In [None]:
import numpy as np
import matplotlib
from matplotlib import pyplot as plt
from tools.hybrid.misc_funs import natrun
from tools.hybrid.L96_plots import Hov_diagram
from tools.hybrid.L96_plots import timeseries_subplots
from tools.hybrid.miscobs import getHR, genobs
from tools.hybrid.L96_plots import show_observations
from tools.hybrid.misc_funs import getBc
from tools.hybrid.L96_plots import show_covariances
from tools.hybrid.var3dfile import var3d
from tools.hybrid.var4dfile import var4d
from tools.hybrid.L96_plots import add_timeseries, calculate_RMSE, compare_RMSE
from tools.hybrid.etkf16 import getlocmat
from tools.hybrid.etkf16 import etkf_l96
#from tools.rmse_spread import rmse_spread
from tools.hybrid.h4Dkf import etkf4DVar
from tools.hybrid.transmat import transmat_l96
from tools.hybrid.misc_funs import evolcov, covfamrun
from tools.hybrid.L96_plots import compare_covariances
from tools.hybrid.inc4DenV import envar

# Practical: Experiments with hybrid data assimilation methods

You will experiment with hybrid DA methods in the Lorenz 1996 model with 12 variables. This size allows for relatively easy visualisation while requiring localisation of the ensemble covariances. You will explore 2 types of hybrid methods:

 a) Those that use a hybrid background error covariance in a traditional variational minimisation framework. Here you will use 4DVar-LETKF.
 b) Those that avoid computing tangent linear and adjoint models and instead use 4-dimensional (cross-time) ensemble covariances to communicate the impact of observations to the initital time. Here, you will use SC-4DEnsemble Var (SC denotes strong constraint).

===========================================================================
# 1. Review of variational and Kalman-based methods
## 1.1 Nature run
Run the nature trajectory for the experiment with tmax = 14.

In [None]:
Nx = 12
tmax = 14
dt = 0.025
x, t, ut, ug0 = natrun(Nx, tmax)
Nsteps = np.size(t)
print("Nsteps", Nsteps)

# Plot time series for each model variable
ncols = 3  # Number of columns in subplots
plt.figure()
timeseries_subplots(Nx, t, ut, ncols, linewidth=1)

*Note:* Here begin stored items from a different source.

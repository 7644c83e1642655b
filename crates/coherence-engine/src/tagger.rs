//! Paragraph tagging against the pattern catalog

use crate::patterns::{Tag, TagSet};
use shared_types::Paragraph;

/// A paragraph together with the catalog tags found in its own text
#[derive(Debug, Clone, PartialEq, Eq)]
pub struct TaggedParagraph {
    pub paragraph: Paragraph,
    pub tags: TagSet,
}

impl TaggedParagraph {
    pub fn new(paragraph: Paragraph) -> Self {
        let tags = TagSet::of(&paragraph.text);
        Self { paragraph, tags }
    }

    pub fn ordinal(&self) -> usize {
        self.paragraph.ordinal
    }

    pub fn text(&self) -> &str {
        &self.paragraph.text
    }

    pub fn has(&self, tag: Tag) -> bool {
        self.tags.has(tag)
    }

    /// True when every tag in `all` is present
    pub fn has_all(&self, all: &[Tag]) -> bool {
        all.iter().all(|tag| self.has(*tag))
    }

    /// True when at least one tag in `any` is present
    pub fn has_any(&self, any: &[Tag]) -> bool {
        any.iter().any(|tag| self.has(*tag))
    }
}

pub fn tag_paragraphs(paragraphs: Vec<Paragraph>) -> Vec<TaggedParagraph> {
    paragraphs.into_iter().map(TaggedParagraph::new).collect()
}
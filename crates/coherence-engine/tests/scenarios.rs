//! End-to-end scenarios over whole decision texts

use coherence_engine::{CoherenceEngine, ScoringProfile};
use pretty_assertions::assert_eq;
use shared_types::{Brake, CriterionId, DecisionDocument, FindingKind};

fn findings_labelled<'a>(
    findings: &'a [shared_types::Finding],
    label: &str,
) -> Vec<&'a shared_types::Finding> {
    findings.iter().filter(|f| f.label() == label).collect()
}

#[test]
fn single_witness_with_doubt_and_certainty() {
    let text = "El testigo declaró haber visto al acusado.\n\n\
                No se ha acreditado la hora del hecho.\n\n\
                Ha quedado acreditado que el acusado estuvo allí.";
    let evaluation = CoherenceEngine::new().evaluate(text);

    assert_eq!(evaluation.result.score(CriterionId::C1), Some(40.0));

    let contradictions = findings_labelled(&evaluation.findings, "Contradicción duda vs certeza");
    assert_eq!(contradictions.len(), 1);
    assert_eq!(contradictions[0].paragraphs, vec![2, 3]);
    assert_eq!(
        contradictions[0].kind,
        FindingKind::DoubtVersusCertainty {
            doubt: 2,
            certainty: 3
        }
    );
}

#[test]
fn four_evidentiary_types() {
    let text = "Declaró el testigo.\n\nSe practicó pericia.\n\nObra un documento.\n\nSe exhibió un video.";
    let result = CoherenceEngine::new().score(text);
    assert_eq!(result.score(CriterionId::C1), Some(90.0));
}

#[test]
fn alternative_mentioned_but_not_analysed() {
    let text = "Se dicta sentencia.\n\nLa defensa planteó una hipótesis alternativa sobre la autoría.";
    let evaluation = CoherenceEngine::new().evaluate(text);

    assert_eq!(evaluation.result.score(CriterionId::C4), Some(40.0));

    let unanalysed = findings_labelled(
        &evaluation.findings,
        "Mención de hipótesis alternativas sin análisis",
    );
    assert_eq!(unanalysed.len(), 1);
    assert_eq!(unanalysed[0].paragraphs, vec![2]);
}

#[test]
fn no_independent_corroboration() {
    let text = "La víctima relató los hechos con detalle.";
    let result = CoherenceEngine::new().score(text);

    assert_eq!(result.score(CriterionId::C13), Some(10.0));
    assert!(result.has_brake(Brake::NoIndependentCorroboration));
    assert_eq!(
        result.brakes[&Brake::NoIndependentCorroboration],
        Brake::NoIndependentCorroboration.detail()
    );
}

#[test]
fn empty_input_follows_zero_signal_branches() {
    for text in ["", "   \n\n\t  "] {
        let evaluation = CoherenceEngine::new().evaluate(text);

        assert_eq!(evaluation.paragraph_count, 0);
        assert!(evaluation.findings.is_empty());
        assert_eq!(evaluation.result.score(CriterionId::C1), Some(10.0));
        assert_eq!(evaluation.result.score(CriterionId::C3), Some(30.0));
        assert_eq!(evaluation.result.score(CriterionId::C7), Some(30.0));
    }
}

#[test]
fn pairing_rules_are_capped() {
    let doubts = "No se ha probado el hecho.\n\n".repeat(5);
    let certainties = "Ha quedado acreditado el hecho.\n\n".repeat(5);
    let evaluation = CoherenceEngine::new().evaluate(&format!("{}{}", doubts, certainties));

    let pairs = findings_labelled(&evaluation.findings, "Contradicción duda vs certeza");
    assert_eq!(pairs.len(), 3);
    let ordinals: Vec<_> = pairs.iter().map(|f| f.paragraphs.clone()).collect();
    assert_eq!(ordinals, vec![vec![1, 6], vec![1, 7], vec![1, 8]]);
}

#[test]
fn report_serializes_for_renderers() {
    let document = DecisionDocument::new(
        "exp-0042",
        "pasted",
        "Quien nada debe nada teme.\n\nPor tanto, el acusado es culpable.",
    );
    let report = CoherenceEngine::new().check_document(&document);
    let json: serde_json::Value = serde_json::from_str(&report.to_json_pretty().unwrap()).unwrap();

    assert_eq!(json["document_id"], "exp-0042");
    assert_eq!(json["paragraph_count"], 2);
    assert!(json["result"]["brakes"]["Sin corroboración independiente"].is_string());
    assert!(json["result"]["criteria"]["C13"].is_number());
    assert!(json["findings"]
        .as_array()
        .unwrap()
        .iter()
        .any(|f| f["kind"]["STEREOTYPED_MAXIM"]["phrase"] == "Quien nada debe nada teme"));
}

#[test]
fn shipped_profile_loads_from_disk() {
    let path = concat!(env!("CARGO_MANIFEST_DIR"), "/profiles/ici_v7.toml");
    let profile = ScoringProfile::load(path).unwrap();
    let engine = CoherenceEngine::with_profile(profile);

    assert_eq!(
        engine.score("Texto").raw_index,
        CoherenceEngine::new().score("Texto").raw_index
    );
}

# Plot Hovmöller diagram (time against space)
plt.figure()
Hov_diagram(x, t, ut)

## 1.2 Generate synthetic observations


In [None]:
period_obs = 2
gridobs = "1010" #'all','1010', or 'landsea'
stdobs = 1

Nx_obs, loc_obs, H, R, Rsq, invR = getHR(gridobs, Nx, stdobs)
tobs, yobs = genobs(dt, ut, Nsteps, Nx_obs, H, period_obs, Rsq, myseed=1)

# Plot time series for each model variable
_, axs = timeseries_subplots(Nx, t, ut, ncols, linewidth=1)
# Show the observation period and which variables to observe
show_observations(Nx_obs, tobs, yobs, loc_obs, axs, size=3)

## 1.3 Generate background error covariances

In [None]:
Bc, Bc_sq = getBc(Nx)

# Plot background error covariance matrix
lim = max(abs(np.max(Bc)), abs(np.min(Bc)))
clim = [-lim, lim]
show_covariances(
    Bc,
    title="Climatological B",
    xlab="Grid points",
    ylab="Grid points",
    cmap="RdBu",
    clim=clim,
    fontsize=10,
)

## 1.4 Perform DA experiments with the 3DVar and 4DVar
What can you say about the performance of two methods?

In [None]:
# 3DVar
ub3, ua3 = var3d(ug0, t, x, H, yobs, period_obs, gridobs, Bc_sq, invR)
# 4DVar
obsperwin = 2
ub4, ua4 = var4d(ug0, t, x, H, yobs, period_obs, obsperwin, gridobs, Bc_sq, invR)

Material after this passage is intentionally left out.